Provided material

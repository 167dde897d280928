//! Quantitative (revenue CSV) analysis branch
//!
//! Fully deterministic: load, clean, compute metrics, render one sentence.

use crate::models::{AnalysisSummary, ComponentStatus, DocumentSource, FinancialMetrics, FinancialTable};
use crate::Result;
use tracing::{debug, info};

pub mod loader;
pub mod metrics;
pub mod summary;

pub use loader::{clean_records, parse_csv};
pub use metrics::compute_metrics;
pub use summary::{render_summary, select_template, SummaryTemplate};

/// Metrics this branch reports, in status order.
pub const METRICS_CALCULATED: &[&str] = &[
    "total_revenue",
    "month_over_month_growth",
    "revenue_volatility",
    "trend_analysis",
    "growth_consistency",
];

#[derive(Debug, Clone, Default)]
pub struct FinancialAnalyzer;

impl FinancialAnalyzer {
    pub fn new() -> Self {
        Self
    }

    /// Read a CSV source and analyze it
    pub async fn analyze_source(&self, source: &DocumentSource) -> Result<AnalysisSummary> {
        let bytes = source.read_bytes().await?;
        let table = parse_csv(&bytes)?;
        self.analyze_financials(&table)
    }

    pub fn analyze_financials(&self, table: &FinancialTable) -> Result<AnalysisSummary> {
        let metrics = self.metrics(table)?;
        let summary = render_summary(&metrics);

        info!(
            months = metrics.num_months,
            template = ?select_template(
                metrics.avg_mom_growth * 100.0,
                metrics.growth_consistency * 100.0,
                metrics.num_months
            ),
            "Financial analysis complete"
        );

        Ok(summary)
    }

    /// Cleaned metrics without the rendered sentence
    pub fn metrics(&self, table: &FinancialTable) -> Result<FinancialMetrics> {
        let records = clean_records(table)?;
        let metrics = compute_metrics(&records);

        debug!(
            total_revenue = metrics.total_revenue,
            avg_mom_growth = metrics.avg_mom_growth,
            growth_consistency = metrics.growth_consistency,
            trend = ?metrics.trend_direction,
            "Computed revenue metrics"
        );

        Ok(metrics)
    }

    pub async fn status(&self) -> ComponentStatus {
        ComponentStatus::operational()
            .with("data_processing", "csv")
            .with("metrics_calculated", METRICS_CALCULATED)
    }
}
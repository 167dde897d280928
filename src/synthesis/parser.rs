//! Structured-text response parsing
//!
//! Reads `DECISION:` / `JUSTIFICATION:` markers out of a free-form
//! completion. Always yields a `Recommendation`.

use crate::models::{Decision, Recommendation};
use tracing::{debug, warn};

pub const DECISION_MARKER: &str = "DECISION:";
pub const JUSTIFICATION_MARKER: &str = "JUSTIFICATION:";

/// Chars of the raw response quoted back on a parse failure.
const FAILURE_EXCERPT_CHARS: usize = 200;

/// Where the decision came from
#[derive(Debug, Clone, Copy, PartialEq, Eq)]
enum DecisionSource {
    Marker,
    SoleMention,
    Default,
}

pub fn parse_recommendation(response: &str) -> Recommendation {
    if response.trim().is_empty() {
        return parse_failure(response);
    }

    let (decision, source) = match marker_remainder(response, DECISION_MARKER) {
        Some((token, _)) if token.is_empty() => return parse_failure(response),
        Some((token, _)) => (resolve_token(token), DecisionSource::Marker),
        None => match sole_mention(response) {
            Some(decision) => (decision, DecisionSource::SoleMention),
            None => (Decision::Monitor, DecisionSource::Default),
        },
    };

    let justification = match marker_remainder(response, JUSTIFICATION_MARKER) {
        Some((rest, _)) if !rest.is_empty() => rest.to_string(),
        Some((_, line_idx)) => following_paragraph(response, line_idx),
        None => trailing_sentences(response),
    };

    debug!(?source, decision = %decision, "Parsed synthesis response");

    Recommendation {
        decision,
        justification,
    }
}

/// Text after the first marker on the first line containing it, trimmed,
/// together with that line's index.
fn marker_remainder<'a>(response: &'a str, marker: &str) -> Option<(&'a str, usize)> {
    response.lines().enumerate().find_map(|(idx, line)| {
        line.find(marker)
            .map(|pos| (line[pos + marker.len()..].trim(), idx))
    })
}

/// The one decision word the text mentions (case-sensitive), if exactly one.
fn sole_mention(response: &str) -> Option<Decision> {
    let mentioned: Vec<Decision> = Decision::ALL
        .into_iter()
        .filter(|d| response.contains(d.as_str()))
        .collect();

    match mentioned.as_slice() {
        [only] => Some(*only),
        _ => None,
    }
}

/// Non-empty lines after `line_idx` up to the next blank line, joined by spaces.
fn following_paragraph(response: &str, line_idx: usize) -> String {
    response
        .lines()
        .skip(line_idx + 1)
        .map(str::trim)
        .skip_while(|line| line.is_empty())
        .take_while(|line| !line.is_empty())
        .collect::<Vec<_>>()
        .join(" ")
}

/// Last three `.`-separated pieces rejoined.
fn trailing_sentences(response: &str) -> String {
    let pieces: Vec<&str> = response.split('.').collect();
    let tail = &pieces[pieces.len().saturating_sub(3)..];
    tail.join(". ").trim().to_string()
}

/// Resolve a permissive decision token.
///
/// Quotes, brackets and emphasis are stripped and the first word is
/// matched case-insensitively. Anything else becomes `Monitor`.
pub fn resolve_token(token: &str) -> Decision {
    let word = token
        .split_whitespace()
        .map(|w| w.trim_matches(|c: char| !c.is_alphanumeric()))
        .find(|w| !w.is_empty())
        .unwrap_or("");

    match Decision::from_word(word) {
        Some(decision) => decision,
        None => {
            warn!(token = %token, "Unrecognized decision token, defaulting to Monitor");
            Decision::Monitor
        }
    }
}

fn parse_failure(response: &str) -> Recommendation {
    warn!("Synthesis response could not be parsed");

    let excerpt: String = response.chars().take(FAILURE_EXCERPT_CHARS).collect();
    Recommendation {
        decision: Decision::Monitor,
        justification: format!(
            "Analysis completed but response parsing failed: {}...",
            excerpt
        ),
    }
}

#[cfg(test)]
mod tests {
    use super::*;

    #[test]
    fn test_marker_lines() {
        let rec = parse_recommendation(
            "Here is my view.\n\nDECISION: Invest\n\nJUSTIFICATION: Strong team. Good growth.\n",
        );
        assert_eq!(rec.decision, Decision::Invest);
        assert_eq!(rec.justification, "Strong team. Good growth.");
    }

    #[test]
    fn test_decision_marker_wins_over_mentions() {
        let rec = parse_recommendation(
            "We considered Pass and Monitor.\nDECISION: Invest\nJUSTIFICATION: ok",
        );
        assert_eq!(rec.decision, Decision::Invest);
    }

    #[test]
    fn test_decorated_tokens_resolve() {
        assert_eq!(resolve_token("**Invest**"), Decision::Invest);
        assert_eq!(resolve_token("[Pass]"), Decision::Pass);
        assert_eq!(resolve_token("\"monitor\"."), Decision::Monitor);
        assert_eq!(resolve_token("invest - strong conviction"), Decision::Invest);
    }

    #[test]
    fn test_unknown_token_is_monitor() {
        assert_eq!(resolve_token("Buy"), Decision::Monitor);
        let rec = parse_recommendation("DECISION: Hold\nJUSTIFICATION: unsure");
        assert_eq!(rec.decision, Decision::Monitor);
        assert_eq!(rec.justification, "unsure");
    }

    #[test]
    fn test_sole_mention_without_marker() {
        let rec = parse_recommendation("We would Pass on this one. Revenue is weak. Team is new.");
        assert_eq!(rec.decision, Decision::Pass);
    }

    #[test]
    fn test_multiple_or_no_mentions_default_to_monitor() {
        let both = parse_recommendation("Either Invest or Pass.");
        assert_eq!(both.decision, Decision::Monitor);

        let none = parse_recommendation("Interesting company. Hard to say. More data needed.");
        assert_eq!(none.decision, Decision::Monitor);
    }

    #[test]
    fn test_mentions_are_case_sensitive() {
        let rec = parse_recommendation("we might invest later.");
        assert_eq!(rec.decision, Decision::Monitor);
    }

    #[test]
    fn test_justification_from_trailing_sentences() {
        let rec = parse_recommendation("One. Two. Three. Four");
        assert_eq!(rec.justification, "Two.  Three.  Four");
    }

    #[test]
    fn test_empty_justification_takes_next_paragraph() {
        let rec = parse_recommendation(
            "DECISION: Monitor\nJUSTIFICATION:\n\nRevenue is early.\nTeam is strong.\n\nFooter",
        );
        assert_eq!(rec.decision, Decision::Monitor);
        assert_eq!(rec.justification, "Revenue is early. Team is strong.");
    }

    #[test]
    fn test_blank_response_is_parse_failure() {
        let rec = parse_recommendation("   \n ");
        assert_eq!(rec.decision, Decision::Monitor);
        assert!(rec
            .justification
            .starts_with("Analysis completed but response parsing failed:"));
    }

    #[test]
    fn test_empty_decision_token_is_parse_failure() {
        let long = format!("DECISION:\n{}", "x".repeat(500));
        let rec = parse_recommendation(&long);
        assert_eq!(rec.decision, Decision::Monitor);
        assert!(rec.justification.ends_with("..."));
        // prefix + 200 excerpt chars + ellipsis
        let prefix = "Analysis completed but response parsing failed: ";
        assert_eq!(rec.justification.chars().count(), prefix.len() + 200 + 3);
    }
}
//! Gemini API client
//!
//! Single-shot text completion over the `generateContent` REST endpoint.
//! Uses a long-lived reqwest::Client for connection pooling.

use serde::{Deserialize, Serialize};
use tracing::{debug, error, info};
use reqwest::Client;
use std::time::Duration;
use crate::error::AnalystError;

pub const DEFAULT_BASE_URL: &str = "https://generativelanguage.googleapis.com/v1beta/models";

/// Key travels in a header; URLs end up in error text and logs.
const API_KEY_HEADER: &str = "x-goog-api-key";

/// Reusable Gemini client (connection-pooled)
pub struct GeminiClient {
    client: Client,
    api_key: String,
    model: String,
    base_url: String,
}

impl GeminiClient {
    pub fn new(api_key: String, model: String, timeout: Duration) -> crate::Result<Self> {
        let client = Client::builder()
            .pool_idle_timeout(Duration::from_secs(90))
            .pool_max_idle_per_host(8)
            .timeout(timeout)
            .build()?;

        Ok(Self {
            client,
            api_key,
            model,
            base_url: DEFAULT_BASE_URL.to_string(),
        })
    }

    /// Point the client at a different host (local proxies, tests).
    pub fn with_base_url(mut self, base_url: impl Into<String>) -> Self {
        self.base_url = base_url.into().trim_end_matches('/').to_string();
        self
    }

    pub fn model(&self) -> &str {
        &self.model
    }

    pub fn base_url(&self) -> &str {
        &self.base_url
    }

    /// Generate a completion for a single prompt
    pub async fn generate(&self, prompt: &str) -> crate::Result<String> {
        if self.api_key.is_empty() {
            return Err(AnalystError::ServiceUnavailable(
                "GOOGLE_API_KEY not configured".to_string(),
            ));
        }

        let url = format!("{}/{}:generateContent", self.base_url, self.model);

        let request = build_request(prompt);

        info!(model = %self.model, prompt_chars = prompt.len(), "Calling Gemini API");

        let response = self
            .client
            .post(&url)
            .header(API_KEY_HEADER, self.api_key.as_str())
            .json(&request)
            .send()
            .await
            .map_err(|e| {
                let e = e.without_url();
                error!("Gemini API request failed: {}", e);
                AnalystError::LlmError(format!("Gemini API error: {}", e))
            })?;

        if !response.status().is_success() {
            let status = response.status();
            let error_text = response.text().await.unwrap_or_default();
            error!(%status, "Gemini API error response: {}", error_text);
            return Err(AnalystError::LlmError(format!(
                "Gemini API returned {}: {}",
                status, error_text
            )));
        }

        let gemini_response: GeminiResponse = response.json().await.map_err(|e| {
            let e = e.without_url();
            error!("Failed to parse Gemini response: {}", e);
            AnalystError::LlmError(format!("Gemini parse error: {}", e))
        })?;

        let text = extract_text(&gemini_response)?;

        if let Some(usage) = &gemini_response.usage_metadata {
            debug!(
                prompt_tokens = usage.prompt_token_count,
                completion_tokens = usage.candidates_token_count,
                "Gemini token usage"
            );
        }

        info!(response_chars = text.len(), "Gemini response received");

        Ok(text)
    }
}

fn build_request(prompt: &str) -> GeminiRequest {
    GeminiRequest {
        contents: vec![Content {
            parts: vec![Part {
                text: prompt.to_string(),
            }],
        }],
        generation_config: GenerationConfig {
            temperature: 0.3,
            top_p: 0.9,
            top_k: 40,
            max_output_tokens: 1024,
        },
    }
}

/// Concatenate the text parts of the first candidate.
fn extract_text(response: &GeminiResponse) -> crate::Result<String> {
    let candidate = response.candidates.first().ok_or_else(|| {
        AnalystError::LlmError("No candidates in Gemini response".to_string())
    })?;

    if let Some(reason) = candidate.finish_reason.as_deref() {
        if reason != "STOP" {
            debug!(finish_reason = reason, "Gemini finished early");
        }
    }

    let text: String = candidate
        .content
        .parts
        .iter()
        .map(|p| p.text.as_str())
        .collect::<Vec<_>>()
        .join("");

    if text.trim().is_empty() {
        return Err(AnalystError::LlmError(
            "Empty response from Gemini".to_string(),
        ));
    }

    Ok(text)
}

#[derive(Debug, Serialize)]
#[serde(rename_all = "camelCase")]
struct GeminiRequest {
    contents: Vec<Content>,
    generation_config: GenerationConfig,
}

#[derive(Debug, Serialize, Deserialize)]
struct Content {
    #[serde(default)]
    parts: Vec<Part>,
}

#[derive(Debug, Serialize, Deserialize)]
struct Part {
    #[serde(default)]
    text: String,
}

#[derive(Debug, Serialize)]
#[serde(rename_all = "camelCase")]
struct GenerationConfig {
    temperature: f32,
    top_p: f32,
    top_k: i32,
    max_output_tokens: i32,
}

#[derive(Debug, Deserialize)]
#[serde(rename_all = "camelCase")]
struct GeminiResponse {
    #[serde(default)]
    candidates: Vec<Candidate>,
    usage_metadata: Option<UsageMetadata>,
}

#[derive(Debug, Deserialize)]
#[serde(rename_all = "camelCase")]
struct Candidate {
    content: Content,
    finish_reason: Option<String>,
}

#[derive(Debug, Deserialize)]
#[serde(rename_all = "camelCase")]
struct UsageMetadata {
    #[serde(default)]
    prompt_token_count: i32,
    #[serde(default)]
    candidates_token_count: i32,
}

#[cfg(test)]
mod tests {
    use super::*;

    #[test]
    fn test_request_serialization() {
        let request = build_request("Summarize the memo");

        let json = serde_json::to_value(&request).unwrap();
        assert_eq!(json["contents"][0]["parts"][0]["text"], "Summarize the memo");
        assert_eq!(json["generationConfig"]["maxOutputTokens"], 1024);
    }

    #[test]
    fn test_extract_text_joins_parts() {
        let response: GeminiResponse = serde_json::from_value(serde_json::json!({
            "candidates": [{
                "content": { "parts": [{ "text": "DECISION: Invest\n" }, { "text": "JUSTIFICATION: ok" }] },
                "finishReason": "STOP"
            }],
            "usageMetadata": { "promptTokenCount": 10, "candidatesTokenCount": 5 }
        }))
        .unwrap();

        let text = extract_text(&response).unwrap();
        assert_eq!(text, "DECISION: Invest\nJUSTIFICATION: ok");
    }

    #[test]
    fn test_extract_text_rejects_empty_candidates() {
        let response: GeminiResponse =
            serde_json::from_value(serde_json::json!({ "candidates": [] })).unwrap();
        assert!(extract_text(&response).is_err());
    }

    #[tokio::test]
    async fn test_missing_key_is_unavailable() {
        let client = GeminiClient::new(
            String::new(),
            "gemini-1.5-flash".to_string(),
            Duration::from_secs(1),
        )
        .unwrap();

        let err = client.generate("hello").await.unwrap_err();
        assert!(matches!(err, AnalystError::ServiceUnavailable(_)));
    }

    #[tokio::test]
    async fn test_failed_request_does_not_expose_key() {
        // nothing listens on the discard port, so the connect fails fast
        let client = GeminiClient::new(
            "SECRET-KEY-123".to_string(),
            "gemini-1.5-flash".to_string(),
            Duration::from_secs(5),
        )
        .unwrap()
        .with_base_url("http://127.0.0.1:9/");

        let err = client.generate("hello").await.unwrap_err();
        assert!(matches!(err, AnalystError::LlmError(_)));
        assert!(!err.to_string().contains("SECRET-KEY-123"));
        assert!(!format!("{:?}", err).contains("SECRET-KEY-123"));
    }
}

Your instructions
The response consists of the lines above that contain "contains".

Exercise solution
        .filter(|d| response.contains(d.as_str()))
        assert!(!err.to_string().contains("SECRET-KEY-123"));
        assert!(!format!("{:?}", err).contains("SECRET-KEY-123"));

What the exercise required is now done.